Entries shown.
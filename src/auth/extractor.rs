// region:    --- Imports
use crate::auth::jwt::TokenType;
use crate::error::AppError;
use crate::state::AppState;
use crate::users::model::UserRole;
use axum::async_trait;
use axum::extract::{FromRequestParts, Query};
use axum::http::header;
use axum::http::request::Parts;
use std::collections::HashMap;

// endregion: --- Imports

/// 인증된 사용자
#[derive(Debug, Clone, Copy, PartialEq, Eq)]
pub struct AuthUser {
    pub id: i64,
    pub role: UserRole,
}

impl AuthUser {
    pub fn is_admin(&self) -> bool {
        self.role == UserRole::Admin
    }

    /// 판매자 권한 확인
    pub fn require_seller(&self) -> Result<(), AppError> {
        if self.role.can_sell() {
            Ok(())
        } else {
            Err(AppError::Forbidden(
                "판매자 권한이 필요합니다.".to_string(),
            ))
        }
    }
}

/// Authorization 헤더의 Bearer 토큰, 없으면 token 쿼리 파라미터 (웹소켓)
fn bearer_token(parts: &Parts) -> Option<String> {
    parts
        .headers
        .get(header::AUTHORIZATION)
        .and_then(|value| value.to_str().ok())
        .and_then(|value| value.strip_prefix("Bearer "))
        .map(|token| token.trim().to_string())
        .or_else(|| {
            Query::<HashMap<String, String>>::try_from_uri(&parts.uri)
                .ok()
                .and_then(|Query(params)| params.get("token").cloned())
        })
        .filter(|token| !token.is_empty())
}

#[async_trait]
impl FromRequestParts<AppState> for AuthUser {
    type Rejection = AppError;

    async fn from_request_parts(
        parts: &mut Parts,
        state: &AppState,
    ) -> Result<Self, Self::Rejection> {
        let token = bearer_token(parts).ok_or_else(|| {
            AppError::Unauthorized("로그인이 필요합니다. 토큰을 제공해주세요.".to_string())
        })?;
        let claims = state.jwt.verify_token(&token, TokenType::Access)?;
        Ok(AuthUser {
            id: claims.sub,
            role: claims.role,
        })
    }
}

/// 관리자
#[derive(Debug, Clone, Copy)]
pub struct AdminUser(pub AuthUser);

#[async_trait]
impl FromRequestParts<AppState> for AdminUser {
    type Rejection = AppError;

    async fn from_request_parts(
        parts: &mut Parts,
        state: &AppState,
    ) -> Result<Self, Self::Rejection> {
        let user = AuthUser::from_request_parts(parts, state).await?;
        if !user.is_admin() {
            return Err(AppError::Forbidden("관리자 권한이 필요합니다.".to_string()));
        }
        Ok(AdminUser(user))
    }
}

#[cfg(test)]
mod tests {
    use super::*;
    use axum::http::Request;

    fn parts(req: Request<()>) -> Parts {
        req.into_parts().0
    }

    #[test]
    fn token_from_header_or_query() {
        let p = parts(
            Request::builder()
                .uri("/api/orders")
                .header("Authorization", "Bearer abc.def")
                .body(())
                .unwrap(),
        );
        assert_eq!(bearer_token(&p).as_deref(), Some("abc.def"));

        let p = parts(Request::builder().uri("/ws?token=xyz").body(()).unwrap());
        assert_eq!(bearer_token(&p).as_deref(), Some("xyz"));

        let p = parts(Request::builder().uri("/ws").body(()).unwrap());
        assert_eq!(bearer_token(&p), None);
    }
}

Task item.
Scan the records for lines that hold "crate", and reproduce each one you find.

Answer for the task.
use crate::auth::jwt::TokenType;
use crate::error::AppError;
use crate::state::AppState;
use crate::users::model::UserRole;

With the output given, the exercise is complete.